▶ _EXERCISE DESCRIPTION_: From the entries below, please output exactly the lines starting at the one containing "pub mod n_calendar;" and ending at the one containing "i32, next: i32", both included.

▶ _LISTED ENTRIES_:
========

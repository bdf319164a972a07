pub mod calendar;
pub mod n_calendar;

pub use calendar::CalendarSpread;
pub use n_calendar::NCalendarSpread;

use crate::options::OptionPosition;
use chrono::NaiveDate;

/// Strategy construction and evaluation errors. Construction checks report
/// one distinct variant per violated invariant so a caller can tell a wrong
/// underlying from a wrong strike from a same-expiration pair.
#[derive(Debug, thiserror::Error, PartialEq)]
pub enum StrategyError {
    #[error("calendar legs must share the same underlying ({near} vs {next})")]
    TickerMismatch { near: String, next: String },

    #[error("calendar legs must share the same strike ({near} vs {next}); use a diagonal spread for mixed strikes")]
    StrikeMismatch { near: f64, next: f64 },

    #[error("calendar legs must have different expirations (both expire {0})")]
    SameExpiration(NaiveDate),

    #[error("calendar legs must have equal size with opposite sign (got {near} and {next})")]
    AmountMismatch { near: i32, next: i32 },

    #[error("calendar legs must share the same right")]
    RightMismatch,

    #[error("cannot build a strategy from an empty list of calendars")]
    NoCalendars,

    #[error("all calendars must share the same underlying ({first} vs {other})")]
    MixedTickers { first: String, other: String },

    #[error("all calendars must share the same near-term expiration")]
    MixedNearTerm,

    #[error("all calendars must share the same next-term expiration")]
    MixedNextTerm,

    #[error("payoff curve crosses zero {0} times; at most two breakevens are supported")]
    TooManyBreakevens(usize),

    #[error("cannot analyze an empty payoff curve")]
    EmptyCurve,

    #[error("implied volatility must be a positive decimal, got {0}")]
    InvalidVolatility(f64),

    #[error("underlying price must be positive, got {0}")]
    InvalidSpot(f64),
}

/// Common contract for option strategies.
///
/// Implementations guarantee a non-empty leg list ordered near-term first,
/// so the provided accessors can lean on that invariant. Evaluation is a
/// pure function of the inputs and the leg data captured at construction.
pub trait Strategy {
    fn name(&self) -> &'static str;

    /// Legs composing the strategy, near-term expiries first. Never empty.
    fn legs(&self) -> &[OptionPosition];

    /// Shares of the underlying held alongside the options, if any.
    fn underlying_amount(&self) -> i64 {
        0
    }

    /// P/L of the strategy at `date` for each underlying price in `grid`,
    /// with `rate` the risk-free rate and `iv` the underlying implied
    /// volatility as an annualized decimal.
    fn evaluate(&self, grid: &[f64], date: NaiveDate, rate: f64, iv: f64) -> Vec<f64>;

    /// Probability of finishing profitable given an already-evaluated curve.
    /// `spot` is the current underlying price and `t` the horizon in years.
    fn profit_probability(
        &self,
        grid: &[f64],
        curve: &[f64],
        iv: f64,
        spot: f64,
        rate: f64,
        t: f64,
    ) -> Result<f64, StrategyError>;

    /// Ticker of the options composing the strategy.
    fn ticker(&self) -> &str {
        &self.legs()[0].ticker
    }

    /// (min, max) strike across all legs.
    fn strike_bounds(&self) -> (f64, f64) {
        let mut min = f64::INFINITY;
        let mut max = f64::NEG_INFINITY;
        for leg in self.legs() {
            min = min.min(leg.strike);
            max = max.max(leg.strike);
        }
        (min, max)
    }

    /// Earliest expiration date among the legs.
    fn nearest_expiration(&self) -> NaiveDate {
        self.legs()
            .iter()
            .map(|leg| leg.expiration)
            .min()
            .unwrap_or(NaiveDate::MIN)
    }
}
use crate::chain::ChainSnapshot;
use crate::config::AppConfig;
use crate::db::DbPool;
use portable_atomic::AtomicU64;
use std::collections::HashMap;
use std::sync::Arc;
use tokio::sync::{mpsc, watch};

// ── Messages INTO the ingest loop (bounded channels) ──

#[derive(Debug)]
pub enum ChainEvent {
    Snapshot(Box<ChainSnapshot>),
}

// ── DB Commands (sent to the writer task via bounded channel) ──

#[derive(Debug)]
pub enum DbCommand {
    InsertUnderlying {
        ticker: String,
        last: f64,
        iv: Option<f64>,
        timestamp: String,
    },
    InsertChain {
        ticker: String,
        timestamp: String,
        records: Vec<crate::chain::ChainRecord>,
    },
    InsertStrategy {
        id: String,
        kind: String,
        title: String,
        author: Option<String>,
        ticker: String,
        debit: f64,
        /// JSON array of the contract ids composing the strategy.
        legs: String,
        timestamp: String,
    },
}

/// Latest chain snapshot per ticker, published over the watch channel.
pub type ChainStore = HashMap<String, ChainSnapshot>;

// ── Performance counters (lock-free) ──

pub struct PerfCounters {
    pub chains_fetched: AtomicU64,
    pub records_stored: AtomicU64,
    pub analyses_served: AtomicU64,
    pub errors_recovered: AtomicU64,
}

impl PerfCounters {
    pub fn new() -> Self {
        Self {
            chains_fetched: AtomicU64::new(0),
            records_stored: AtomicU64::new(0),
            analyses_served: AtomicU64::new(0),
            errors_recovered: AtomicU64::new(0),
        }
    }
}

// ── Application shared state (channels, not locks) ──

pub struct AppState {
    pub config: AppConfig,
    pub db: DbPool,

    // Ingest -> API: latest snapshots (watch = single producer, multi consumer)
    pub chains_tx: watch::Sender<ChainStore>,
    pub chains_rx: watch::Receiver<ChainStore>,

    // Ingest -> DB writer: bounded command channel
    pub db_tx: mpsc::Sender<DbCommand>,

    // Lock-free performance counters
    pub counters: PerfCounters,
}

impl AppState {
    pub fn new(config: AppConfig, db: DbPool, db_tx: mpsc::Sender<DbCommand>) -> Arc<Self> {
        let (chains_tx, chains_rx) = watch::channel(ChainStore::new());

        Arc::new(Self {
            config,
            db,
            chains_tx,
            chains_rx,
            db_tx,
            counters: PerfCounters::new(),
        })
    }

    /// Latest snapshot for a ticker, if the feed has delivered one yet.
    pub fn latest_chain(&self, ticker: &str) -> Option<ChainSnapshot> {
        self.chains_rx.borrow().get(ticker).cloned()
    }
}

========

▶ _ANSWER SECTION_:
pub mod n_calendar;

pub use calendar::CalendarSpread;
pub use n_calendar::NCalendarSpread;

use crate::options::OptionPosition;
use chrono::NaiveDate;

/// Strategy construction and evaluation errors. Construction checks report
/// one distinct variant per violated invariant so a caller can tell a wrong
/// underlying from a wrong strike from a same-expiration pair.
#[derive(Debug, thiserror::Error, PartialEq)]
pub enum StrategyError {
    #[error("calendar legs must share the same underlying ({near} vs {next})")]
    TickerMismatch { near: String, next: String },

    #[error("calendar legs must share the same strike ({near} vs {next}); use a diagonal spread for mixed strikes")]
    StrikeMismatch { near: f64, next: f64 },

    #[error("calendar legs must have different expirations (both expire {0})")]
    SameExpiration(NaiveDate),

    #[error("calendar legs must have equal size with opposite sign (got {near} and {next})")]
    AmountMismatch { near: i32, next: i32 },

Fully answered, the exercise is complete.